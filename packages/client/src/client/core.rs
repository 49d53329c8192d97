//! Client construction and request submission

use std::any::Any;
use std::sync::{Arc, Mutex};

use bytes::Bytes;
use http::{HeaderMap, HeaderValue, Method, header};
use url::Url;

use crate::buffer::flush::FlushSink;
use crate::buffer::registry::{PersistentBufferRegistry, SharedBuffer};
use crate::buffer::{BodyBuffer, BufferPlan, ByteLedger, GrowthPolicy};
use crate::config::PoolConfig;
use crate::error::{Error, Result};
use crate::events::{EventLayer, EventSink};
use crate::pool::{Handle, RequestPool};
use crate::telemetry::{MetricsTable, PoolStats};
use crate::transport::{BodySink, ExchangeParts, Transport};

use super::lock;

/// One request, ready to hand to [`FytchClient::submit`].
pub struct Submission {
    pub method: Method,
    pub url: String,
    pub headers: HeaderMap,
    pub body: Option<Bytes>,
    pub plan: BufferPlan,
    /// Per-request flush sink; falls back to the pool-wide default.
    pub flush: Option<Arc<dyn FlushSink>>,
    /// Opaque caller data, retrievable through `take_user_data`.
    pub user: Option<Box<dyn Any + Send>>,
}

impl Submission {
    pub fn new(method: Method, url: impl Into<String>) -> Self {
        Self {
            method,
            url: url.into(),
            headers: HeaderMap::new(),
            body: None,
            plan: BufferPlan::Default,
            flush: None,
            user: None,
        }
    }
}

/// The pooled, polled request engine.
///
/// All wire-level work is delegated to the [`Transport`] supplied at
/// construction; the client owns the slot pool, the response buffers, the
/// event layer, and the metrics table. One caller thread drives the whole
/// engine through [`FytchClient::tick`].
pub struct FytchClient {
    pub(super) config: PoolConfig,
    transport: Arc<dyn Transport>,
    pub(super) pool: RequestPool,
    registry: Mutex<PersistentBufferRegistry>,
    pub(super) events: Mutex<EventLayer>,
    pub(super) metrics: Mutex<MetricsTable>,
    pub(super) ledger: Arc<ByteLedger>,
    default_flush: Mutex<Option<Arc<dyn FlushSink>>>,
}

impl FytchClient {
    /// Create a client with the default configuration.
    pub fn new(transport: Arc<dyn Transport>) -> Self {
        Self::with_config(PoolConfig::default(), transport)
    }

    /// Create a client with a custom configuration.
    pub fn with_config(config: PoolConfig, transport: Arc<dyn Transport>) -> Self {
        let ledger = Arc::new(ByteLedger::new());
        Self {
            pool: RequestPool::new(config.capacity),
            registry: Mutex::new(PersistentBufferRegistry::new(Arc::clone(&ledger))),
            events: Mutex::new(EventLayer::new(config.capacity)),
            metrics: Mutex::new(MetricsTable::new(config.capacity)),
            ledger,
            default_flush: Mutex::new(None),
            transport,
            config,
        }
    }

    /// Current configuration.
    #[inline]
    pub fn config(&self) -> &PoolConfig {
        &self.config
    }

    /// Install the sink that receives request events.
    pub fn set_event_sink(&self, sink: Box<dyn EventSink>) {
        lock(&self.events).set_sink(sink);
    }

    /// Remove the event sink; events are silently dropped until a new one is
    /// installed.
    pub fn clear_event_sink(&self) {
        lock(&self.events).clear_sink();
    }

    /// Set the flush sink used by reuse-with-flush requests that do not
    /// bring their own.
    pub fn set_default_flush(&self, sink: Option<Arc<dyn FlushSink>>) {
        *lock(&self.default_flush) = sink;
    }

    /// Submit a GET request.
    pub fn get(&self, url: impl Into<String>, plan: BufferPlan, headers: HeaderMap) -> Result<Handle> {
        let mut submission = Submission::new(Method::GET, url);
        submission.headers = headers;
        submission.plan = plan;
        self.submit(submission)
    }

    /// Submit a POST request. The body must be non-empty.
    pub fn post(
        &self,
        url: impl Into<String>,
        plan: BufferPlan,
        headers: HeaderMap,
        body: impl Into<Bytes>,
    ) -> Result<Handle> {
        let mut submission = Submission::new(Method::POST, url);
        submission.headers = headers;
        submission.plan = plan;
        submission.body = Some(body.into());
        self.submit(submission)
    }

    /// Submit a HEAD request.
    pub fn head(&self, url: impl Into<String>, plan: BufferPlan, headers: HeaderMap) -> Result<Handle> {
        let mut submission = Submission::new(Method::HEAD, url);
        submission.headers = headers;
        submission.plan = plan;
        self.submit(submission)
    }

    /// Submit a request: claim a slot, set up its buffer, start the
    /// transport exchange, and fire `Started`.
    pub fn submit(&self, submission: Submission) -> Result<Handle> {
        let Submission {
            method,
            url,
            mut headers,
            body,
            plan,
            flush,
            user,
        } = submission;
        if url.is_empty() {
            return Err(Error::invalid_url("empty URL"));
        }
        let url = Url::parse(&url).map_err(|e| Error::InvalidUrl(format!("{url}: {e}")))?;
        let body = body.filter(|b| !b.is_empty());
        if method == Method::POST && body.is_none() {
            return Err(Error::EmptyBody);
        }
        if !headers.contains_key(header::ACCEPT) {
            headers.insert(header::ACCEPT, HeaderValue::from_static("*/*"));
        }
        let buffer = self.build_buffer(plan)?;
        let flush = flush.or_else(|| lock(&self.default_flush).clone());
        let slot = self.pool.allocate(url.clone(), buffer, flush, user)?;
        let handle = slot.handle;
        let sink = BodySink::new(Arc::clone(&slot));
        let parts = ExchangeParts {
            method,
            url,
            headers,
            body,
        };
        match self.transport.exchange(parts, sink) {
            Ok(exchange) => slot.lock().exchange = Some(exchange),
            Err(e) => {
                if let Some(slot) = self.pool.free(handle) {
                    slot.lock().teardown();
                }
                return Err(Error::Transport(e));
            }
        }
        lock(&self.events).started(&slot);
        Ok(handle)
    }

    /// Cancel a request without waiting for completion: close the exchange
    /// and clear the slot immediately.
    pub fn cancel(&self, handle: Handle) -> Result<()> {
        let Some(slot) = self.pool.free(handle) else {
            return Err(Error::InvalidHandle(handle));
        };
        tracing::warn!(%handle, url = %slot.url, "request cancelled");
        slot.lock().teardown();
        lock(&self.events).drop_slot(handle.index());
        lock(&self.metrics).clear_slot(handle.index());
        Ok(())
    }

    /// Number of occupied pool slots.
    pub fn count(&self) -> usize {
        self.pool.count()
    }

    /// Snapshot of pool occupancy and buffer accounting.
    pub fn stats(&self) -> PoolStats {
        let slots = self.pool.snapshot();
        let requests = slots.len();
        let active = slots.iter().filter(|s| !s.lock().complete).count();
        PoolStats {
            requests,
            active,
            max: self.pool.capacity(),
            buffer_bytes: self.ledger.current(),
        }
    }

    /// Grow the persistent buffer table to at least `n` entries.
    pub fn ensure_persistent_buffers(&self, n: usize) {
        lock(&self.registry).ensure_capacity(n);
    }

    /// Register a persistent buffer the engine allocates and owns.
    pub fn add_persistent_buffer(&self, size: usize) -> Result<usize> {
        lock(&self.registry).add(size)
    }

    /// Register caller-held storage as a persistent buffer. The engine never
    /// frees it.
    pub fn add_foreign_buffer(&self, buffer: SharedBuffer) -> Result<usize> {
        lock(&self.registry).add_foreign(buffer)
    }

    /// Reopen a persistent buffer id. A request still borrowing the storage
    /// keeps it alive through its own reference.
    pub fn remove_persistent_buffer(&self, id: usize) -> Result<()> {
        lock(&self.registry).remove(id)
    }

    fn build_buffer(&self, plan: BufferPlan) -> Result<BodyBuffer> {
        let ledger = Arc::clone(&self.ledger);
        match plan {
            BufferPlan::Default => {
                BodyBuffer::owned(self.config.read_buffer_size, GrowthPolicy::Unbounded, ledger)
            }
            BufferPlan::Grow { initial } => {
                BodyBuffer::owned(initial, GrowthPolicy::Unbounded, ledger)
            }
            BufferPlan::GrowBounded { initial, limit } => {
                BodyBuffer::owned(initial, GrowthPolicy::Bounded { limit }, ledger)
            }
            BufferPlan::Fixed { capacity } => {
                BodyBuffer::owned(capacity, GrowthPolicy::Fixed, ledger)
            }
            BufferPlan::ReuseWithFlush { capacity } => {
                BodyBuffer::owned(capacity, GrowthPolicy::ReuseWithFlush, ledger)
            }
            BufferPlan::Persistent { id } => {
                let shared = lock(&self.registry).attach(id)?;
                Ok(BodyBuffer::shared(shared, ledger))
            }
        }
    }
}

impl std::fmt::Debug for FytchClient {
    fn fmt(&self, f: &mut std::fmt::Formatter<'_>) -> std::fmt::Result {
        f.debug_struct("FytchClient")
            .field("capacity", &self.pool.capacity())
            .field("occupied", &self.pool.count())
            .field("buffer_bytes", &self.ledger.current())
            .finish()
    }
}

--

WHAT TO WORK ON: Some of the data mentions "owned". Copy every line where it does.

SOLVED EXERCISE:
                BodyBuffer::owned(self.config.read_buffer_size, GrowthPolicy::Unbounded, ledger)
                BodyBuffer::owned(initial, GrowthPolicy::Unbounded, ledger)
                BodyBuffer::owned(initial, GrowthPolicy::Bounded { limit }, ledger)
                BodyBuffer::owned(capacity, GrowthPolicy::Fixed, ledger)
                BodyBuffer::owned(capacity, GrowthPolicy::ReuseWithFlush, ledger)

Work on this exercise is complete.